REPORTER: Bronwyn Adcock
Looking at the devastation here in Jogjakarta, it's little surprise that many are asking how and why such a tragedy could occur. Nearly 6,000 are dead and thousands more homeless. Science says this happened because Indonesia lies near unstable tectonic plates, but for many Javanese, mystical explanations abound.

REPORTER: This is the kitchen?

HARRY SURATAL: Kitchen, yeah.

Harry Suratal lost four relatives in the earthquake, and his home is no longer habitable. He sees this earthquake as part of a disturbing pattern.

HARRY SURATAL (Translation): An earthquake of this magnitude has never happened before. In the past, indeed, we've had many disasters, but never on this scale. Well, it seems that it started in 2003. Or maybe 2004/2005. That was when many disasters started to happen.

Harry is Muslim, but also a believer in Javanese mysticism. He thinks the string of recent natural disasters, including the Boxing Day tsunami, could be because the current Indonesian president doesn't have something called wahyu.

HARRY SURATAL (Translation): Wahyu is a kind of approval that we Javanese believe to be an anointment from the gods. Possessing wahyu means that if a region or a nation is led by someone who doesn't have it, then no matter how smart they may be, nature and the nation will not be at peace.

Like many in Jogjakarta, Harry and his family now live and sleep outside because they're worried about another earthquake. And they're not the only ones in Java connecting natural disasters to mystical beliefs.

GEMBONG DANUNINGRAT (Translation): A week before the disaster, there were many witnesses who heard me say "In a week's time it will rain tears and blood in Yogya."

Gembong Danuningrat is a well-known mystic - or paranormal in Jogjakarta - who says he predicted the earthquake.

GEMBONG DANUNINGRAT (Translation): Mystically, this disaster happened because my people in Java have forgotten their tradition, their old way of life. They have forgotten their Javanese spiritual tradition. For example, certain rituals have been abandoned.

Gembong says that rituals are needed to prevent further disaster in Jogjakarta, in particular, to stop the danger posed by Mount Merapi, an active volcano to the north of the city. Choosing a day when the official danger level has been dropped from extreme to moderate, I head up the volcano with Gembong, the paranormal.

GEMBONG DANUNINGRAT: This is Merapi! Look - Merapi.

Cloud and smoke stop a clear view of Merapi's peak - a volcano that is feared, but also revered.

GEMBONG DANUNINGRAT (Translation): The soul of the Javanese is just like the Mount Merapi who has this endless enthusiasm - he is active and has enthusiasms and spirit but it is buried deep down.

At his retreat on the side of the volcano, Gempong and his students are preparing to conduct an important ceremony. He believes he can placate the volcano through prayer and ritual as he's done in the past.

GEMBONG DANUNINGRAT (Translation): We could not stop the eruption, but I did mitigate the impact. So my prediction about Mt Merapi - a week ago it erupted violently, yes? As I had foretold to many "Merapi will erupt in two days". It did, violently, but there were no casualties, because we prayed for the wind to change direction.
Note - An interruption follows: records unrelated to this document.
//! UDP datagram channel.

use tokio::net::UdpSocket;

use crate::core::{parse_host_port, LinkError, LinkResult, TransportConfig};

/// Connected UDP channel. The address is `host:port`.
///
/// "Connect" here only fixes the peer address on the socket; there is
/// no handshake, so a dead controller surfaces as receive timeouts,
/// not as a connect failure.
#[derive(Debug, Default)]
pub struct DatagramChannel {
    socket: Option<UdpSocket>,
}

impl DatagramChannel {
    pub(super) fn is_open(&self) -> bool {
        self.socket.is_some()
    }

    pub(super) async fn open(&mut self, config: &TransportConfig) -> LinkResult<()> {
        let (host, port) = parse_host_port(&config.address)?;
        let socket = UdpSocket::bind("0.0.0.0:0")
            .await
            .map_err(|e| LinkError::connect_io(e, config.connect_timeout))?;
        socket
            .connect((host.as_str(), port))
            .await
            .map_err(|e| LinkError::connect_io(e, config.connect_timeout))?;

        self.socket = Some(socket);
        Ok(())
    }

    pub(super) fn close(&mut self) {
        self.socket = None;
    }

    pub(super) async fn send(&mut self, data: &[u8], config: &TransportConfig) -> LinkResult<usize> {
        let socket = self
            .socket
            .as_ref()
            .ok_or_else(|| LinkError::Send("socket not connected".into()))?;

        socket
            .send(data)
            .await
            .map_err(|e| LinkError::send_io(e, config.write_timeout))
    }

    pub(super) async fn receive(&mut self, config: &TransportConfig) -> LinkResult<Vec<u8>> {
        let socket = self
            .socket
            .as_ref()
            .ok_or_else(|| LinkError::Receive("socket not connected".into()))?;

        let mut buf = vec![0u8; config.buffer_size];
        let n = socket
            .recv(&mut buf)
            .await
            .map_err(|e| LinkError::receive_io(e, config.read_timeout))?;
        buf.truncate(n);
        Ok(buf)
    }

    pub(super) fn validate(config: &TransportConfig) -> LinkResult<()> {
        parse_host_port(&config.address).map(|_| ())
    }
}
Javanese mysticism is based on traditions that predate Islam and Hinduism when people worshipped the spirits of the natural world. While Islam is now the dominant religion in Java, many have never given up the traditions of animism. Javanese mysticism sits comfortably alongside many people's Islamic beliefs.

GEMBONG DANUNINGRAT (Translation): We ask for safety so that any natural disasters - earthquakes and volcanic eruptions - do not befall our community.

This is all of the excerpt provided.